Records from a data collection:
____

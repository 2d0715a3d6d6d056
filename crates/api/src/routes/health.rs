//! Health check endpoint.

use axum::routing::get;
use axum::{Json, Router};
use serde_json::json;

use crate::state::AppState;

pub fn router() -> Router<AppState> {
    Router::new().route("/health", get(health_check))
}

async fn health_check() -> Json<serde_json::Value> {
    Json(json!({
        "status": "ok",
        "service": "strip-courier-api",
        "version": env!("CARGO_PKG_VERSION")
    }))
}
//! Delivery side of the courier.
//!
//! A [`Notifier`] sends the found content to the notification destination and
//! sends operator failure reports to the fallback destination. Both calls are
//! side-effecting and NOT idempotent: calling twice may produce two visible
//! messages. Keeping each call to a single invocation is the orchestration
//! engine's job.

pub mod telegram;

use async_trait::async_trait;

use courier_common::types::{ContentDescriptor, DeliveryOutcome, FailureReport};

pub use telegram::TelegramNotifier;

#[async_trait]
pub trait Notifier: Send + Sync {
    /// Send the content to the notification destination.
    async fn deliver(&self, content: &ContentDescriptor) -> DeliveryOutcome;

    /// Send a failure report to the fallback destination.
    async fn report_failure(&self, report: &FailureReport) -> DeliveryOutcome;

    /// Human-readable name for logs (e.g., "telegram").
    fn name(&self) -> &'static str;
}
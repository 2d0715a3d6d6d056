//! In-memory run store (tests and single-process development).

use std::collections::HashMap;

use async_trait::async_trait;
use tokio::sync::RwLock;
use uuid::Uuid;

use courier_common::types::{DateKey, OrchestrationRun};

use super::{RunStore, StoreError};
use crate::step::StepRecord;

struct RunEntry {
    run: OrchestrationRun,
    steps: Vec<StepRecord>,
}

/// Run store backed by a map; nothing survives the process.
#[derive(Default)]
pub struct InMemoryRunStore {
    runs: RwLock<HashMap<Uuid, RunEntry>>,
}

impl InMemoryRunStore {
    pub fn new() -> Self {
        Self::default()
    }
}

fn sorted(mut runs: Vec<OrchestrationRun>) -> Vec<OrchestrationRun> {
    runs.sort_by_key(|r| (r.started_at, r.run_id));
    runs
}

#[async_trait]
impl RunStore for InMemoryRunStore {
    async fn create_run(&self, run: &OrchestrationRun) -> Result<(), StoreError> {
        let mut runs = self.runs.write().await;
        if runs.contains_key(&run.run_id) {
            return Err(StoreError::RunExists(run.run_id));
        }
        runs.insert(
            run.run_id,
            RunEntry {
                run: run.clone(),
                steps: Vec::new(),
            },
        );
        Ok(())
    }

    async fn load_run(&self, run_id: Uuid) -> Result<Option<OrchestrationRun>, StoreError> {
        Ok(self.runs.read().await.get(&run_id).map(|e| e.run.clone()))
    }

    async fn save_run(&self, run: &OrchestrationRun) -> Result<(), StoreError> {
        let mut runs = self.runs.write().await;
        let entry = runs
            .get_mut(&run.run_id)
            .ok_or(StoreError::RunNotFound(run.run_id))?;
        if !entry.run.is_terminal() {
            entry.run = run.clone();
        }
        Ok(())
    }

    async fn append_step(&self, run_id: Uuid, step: &StepRecord) -> Result<(), StoreError> {
        let mut runs = self.runs.write().await;
        let entry = runs.get_mut(&run_id).ok_or(StoreError::RunNotFound(run_id))?;

        let id = step.id();
        if entry.steps.iter().any(|s| s.id() == id) {
            return Err(StoreError::DuplicateStep { run_id, step: id });
        }
        entry.steps.push(step.clone());
        Ok(())
    }

    async fn load_steps(&self, run_id: Uuid) -> Result<Vec<StepRecord>, StoreError> {
        Ok(self
            .runs
            .read()
            .await
            .get(&run_id)
            .map(|e| e.steps.clone())
            .unwrap_or_default())
    }

    async fn list_unfinished(&self) -> Result<Vec<OrchestrationRun>, StoreError> {
        let runs = self.runs.read().await;
        Ok(sorted(
            runs.values()
                .filter(|e| !e.run.is_terminal())
                .map(|e| e.run.clone())
                .collect(),
        ))
    }

    async fn list_by_date(&self, date_key: DateKey) -> Result<Vec<OrchestrationRun>, StoreError> {
        let runs = self.runs.read().await;
        Ok(sorted(
            runs.values()
                .filter(|e| e.run.date_key == date_key)
                .map(|e| e.run.clone())
                .collect(),
        ))
    }
}
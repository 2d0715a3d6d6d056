//! Run status routes.

use axum::extract::{Path, Query, State};
use axum::routing::get;
use axum::{Json, Router};
use serde::{Deserialize, Serialize};
use uuid::Uuid;

use courier_common::error::AppError;
use courier_common::types::{DateKey, OrchestrationRun};
use courier_engine::step::StepRecord;

use crate::state::AppState;

pub fn router() -> Router<AppState> {
    Router::new()
        .route("/api/runs", get(list_runs))
        .route("/api/runs/{id}", get(get_run))
}

#[derive(Debug, Deserialize)]
pub struct ListRunsQuery {
    pub date_key: Option<String>,
}

/// A run together with its step log.
#[derive(Debug, Serialize)]
pub struct RunDetail {
    #[serde(flatten)]
    pub run: OrchestrationRun,
    pub steps: Vec<StepRecord>,
}

/// GET /api/runs — Runs for `date_key`, or every unfinished run without it.
async fn list_runs(
    State(state): State<AppState>,
    Query(query): Query<ListRunsQuery>,
) -> Result<Json<Vec<OrchestrationRun>>, AppError> {
    let runs = match query.date_key {
        Some(raw) => {
            let date_key: DateKey = raw.parse().map_err(|_| {
                AppError::Validation(format!("Invalid date_key '{}', expected YYYY-MM-DD", raw))
            })?;
            state.store.list_by_date(date_key).await?
        }
        None => state.store.list_unfinished().await?,
    };
    Ok(Json(runs))
}

/// GET /api/runs/:id — One run and its recorded steps.
async fn get_run(
    State(state): State<AppState>,
    Path(id): Path<Uuid>,
) -> Result<Json<RunDetail>, AppError> {
    let run = state
        .store
        .load_run(id)
        .await?
        .ok_or_else(|| AppError::NotFound(format!("Run {} not found", id)))?;
    let steps = state.store.load_steps(id).await?;

    Ok(Json(RunDetail { run, steps }))
}
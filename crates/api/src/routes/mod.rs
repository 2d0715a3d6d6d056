pub mod health;
pub mod runs;

use axum::Router;

use crate::state::AppState;

/// Build the complete API router with all routes.
pub fn create_router(state: AppState) -> Router {
    Router::new()
        .merge(health::router())
        .merge(runs::router())
        .with_state(state)
}
//! Dated-container lookup in a published page.
//!
//! The source marks each day's content with an element whose class list holds
//! `js-comic-container-{YYYY-MM-DD}`; the title and image address are carried
//! as `data-title` / `data-image` attributes on that element:
//!
//! ```text
//! <div class="comic-item-container js-comic js-comic-container-2023-03-07"
//!      data-title="..." data-image="//assets.example.com/strip.png">
//! ```
//!
//! Attribute values are passed on as they appear in the page, entities
//! included.

use std::sync::LazyLock;

use regex::Regex;
use thiserror::Error;

use courier_common::types::{ContentDescriptor, DateKey, DescriptorError};

/// Class token prefix that marks a dated container.
pub const CONTAINER_CLASS_PREFIX: &str = "js-comic-container-";
pub const TITLE_ATTR: &str = "data-title";
pub const LOCATOR_ATTR: &str = "data-image";

static COMMENT: LazyLock<Regex> =
    LazyLock::new(|| Regex::new(r"(?s)<!--.*?-->").expect("invalid comment pattern"));

/// A start tag; group 1 holds its attribute list. Unquoted values run to the
/// next whitespace or `>`, so a stray quote inside one does not open a string.
static START_TAG: LazyLock<Regex> = LazyLock::new(|| {
    Regex::new(
        r#"<[a-zA-Z][a-zA-Z0-9-]*((?:\s+[^\s"'>/=]+(?:\s*=\s*(?:"[^"]*"|'[^']*'|[^\s>]+))?)*)\s*/?>"#,
    )
    .expect("invalid start tag pattern")
});

/// One attribute: name, then a double-quoted, single-quoted or bare value.
static ATTRIBUTE: LazyLock<Regex> = LazyLock::new(|| {
    Regex::new(r#"([^\s"'>/=]+)(?:\s*=\s*(?:"([^"]*)"|'([^']*)'|([^\s>]+)))?"#)
        .expect("invalid attribute pattern")
});

/// The dated container exists but its content cannot be read.
#[derive(Debug, Error, PartialEq, Eq)]
pub enum ExtractError {
    #[error("container for {date_key} has no {attribute} attribute")]
    MissingAttribute {
        date_key: DateKey,
        attribute: &'static str,
    },

    #[error("container for {date_key}: {source}")]
    Descriptor {
        date_key: DateKey,
        source: DescriptorError,
    },
}

/// Find the first container for `date_key` and build its descriptor.
///
/// `Ok(None)` means the page does not (yet) carry that date.
pub fn find_dated_content(
    html: &str,
    date_key: DateKey,
) -> Result<Option<ContentDescriptor>, ExtractError> {
    let marker = format!("{}{}", CONTAINER_CLASS_PREFIX, date_key);
    let html = COMMENT.replace_all(html, "");

    let Some(attributes) = START_TAG
        .captures_iter(&html)
        .map(|tag| attributes(tag.get(1).map_or("", |m| m.as_str())))
        .find(|attrs| has_class(attrs, &marker))
    else {
        return Ok(None);
    };

    let title = attribute(&attributes, TITLE_ATTR).ok_or(ExtractError::MissingAttribute {
        date_key,
        attribute: TITLE_ATTR,
    })?;
    let locator = attribute(&attributes, LOCATOR_ATTR).ok_or(ExtractError::MissingAttribute {
        date_key,
        attribute: LOCATOR_ATTR,
    })?;

    ContentDescriptor::new(title, locator)
        .map(Some)
        .map_err(|source| ExtractError::Descriptor { date_key, source })
}

fn attributes(list: &str) -> Vec<(&str, &str)> {
    ATTRIBUTE
        .captures_iter(list)
        .filter_map(|caps| {
            let name = caps.get(1)?.as_str();
            let value = (2..=4)
                .find_map(|i| caps.get(i))
                .map_or("", |m| m.as_str());
            Some((name, value))
        })
        .collect()
}

fn attribute<'a>(attributes: &[(&'a str, &'a str)], name: &str) -> Option<&'a str> {
    attributes
        .iter()
        .find(|(n, _)| n.eq_ignore_ascii_case(name))
        .map(|(_, v)| *v)
}

fn has_class(attributes: &[(&str, &str)], class: &str) -> bool {
    attributes
        .iter()
        .filter(|(n, _)| n.eq_ignore_ascii_case("class"))
        .any(|(_, v)| v.split_ascii_whitespace().any(|token| token == class))
}

#[cfg(test)]
mod tests {
    use super::*;

    fn key(s: &str) -> DateKey {
        s.parse().unwrap()
    }

    const PAGE: &str = r#"<!DOCTYPE html>
<html><body>
<!-- <div class="js-comic-container-2023-03-07" data-title="old" data-image="//a/old.png"> -->
<div class="comic-item-container js-comic js-comic-container-2023-03-07"
     data-id="2023-03-07" data-title="Dogbert&#39;s &quot;Plan&quot;"
     data-image="//assets.example.com/strips/a1b2c3.png"
     data-url="https://example.com/strip/2023-03-07">
  <img src="x.png" alt="a > b">
</div>
<div class="comic-item-container js-comic js-comic-container-2023-03-06"
     data-title="Yesterday" data-image="https://assets.example.com/strips/prev.png">
</div>
</body></html>"#;

    #[test]
    fn test_finds_todays_container() {
        let content = find_dated_content(PAGE, key("2023-03-07")).unwrap().unwrap();
        assert_eq!(content.title, "Dogbert&#39;s &quot;Plan&quot;");
        assert_eq!(content.locator, "https://assets.example.com/strips/a1b2c3.png");
    }

    #[test]
    fn test_complete_locator_is_kept() {
        let content = find_dated_content(PAGE, key("2023-03-06")).unwrap().unwrap();
        assert_eq!(content.title, "Yesterday");
        assert_eq!(content.locator, "https://assets.example.com/strips/prev.png");
    }

    #[test]
    fn test_missing_date_is_none() {
        assert_eq!(find_dated_content(PAGE, key("2023-03-08")).unwrap(), None);
        assert_eq!(find_dated_content("", key("2023-03-08")).unwrap(), None);
    }

    #[test]
    fn test_class_must_match_whole_token() {
        let html = r#"<div class="js-comic-container-2023-03-07x" data-title="t" data-image="//a/b">"#;
        assert_eq!(find_dated_content(html, key("2023-03-07")).unwrap(), None);
    }

    #[test]
    fn test_apostrophe_in_bare_value_does_not_hide_container() {
        let html = r#"<a title=it's href=/x>back</a>
<div class="js-comic-container-2023-03-07" data-title="Monday" data-image="//a/1.png"></div>"#;
        let content = find_dated_content(html, key("2023-03-07")).unwrap().unwrap();
        assert_eq!(content.title, "Monday");
    }

    #[test]
    fn test_escaped_title_is_passed_through() {
        let html = r#"<div class="js-comic-container-2023-03-07" data-title="Q&amp;A &lt;3" data-image="//a/1.png">"#;
        let content = find_dated_content(html, key("2023-03-07")).unwrap().unwrap();
        assert_eq!(content.title, "Q&amp;A &lt;3");
    }

    #[test]
    fn test_container_without_image_is_shape_error() {
        let html = r#"<div class='js-comic-container-2023-03-07' data-title=plain>"#;
        let err = find_dated_content(html, key("2023-03-07")).unwrap_err();
        assert_eq!(
            err,
            ExtractError::MissingAttribute {
                date_key: key("2023-03-07"),
                attribute: LOCATOR_ATTR,
            }
        );
    }

    #[test]
    fn test_empty_image_is_shape_error() {
        let html = r#"<div class="js-comic-container-2023-03-07" data-title="t" data-image="">"#;
        assert!(matches!(
            find_dated_content(html, key("2023-03-07")),
            Err(ExtractError::Descriptor { .. })
        ));
    }

    #[test]
    fn test_first_container_wins() {
        let html = r#"
<div class="js-comic-container-2023-03-07" data-title="first" data-image="//a/1.png"></div>
<div class="js-comic-container-2023-03-07" data-title="second" data-image="//a/2.png"></div>"#;
        let content = find_dated_content(html, key("2023-03-07")).unwrap().unwrap();
        assert_eq!(content.title, "first");
    }
}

____

INSTRUCTIONS TO FOLLOW —
Where a line above holds the string "FailureReport", copy that line.

FINISHED EXERCISE —
use courier_common::types::{ContentDescriptor, DeliveryOutcome, FailureReport};
    async fn report_failure(&self, report: &FailureReport) -> DeliveryOutcome;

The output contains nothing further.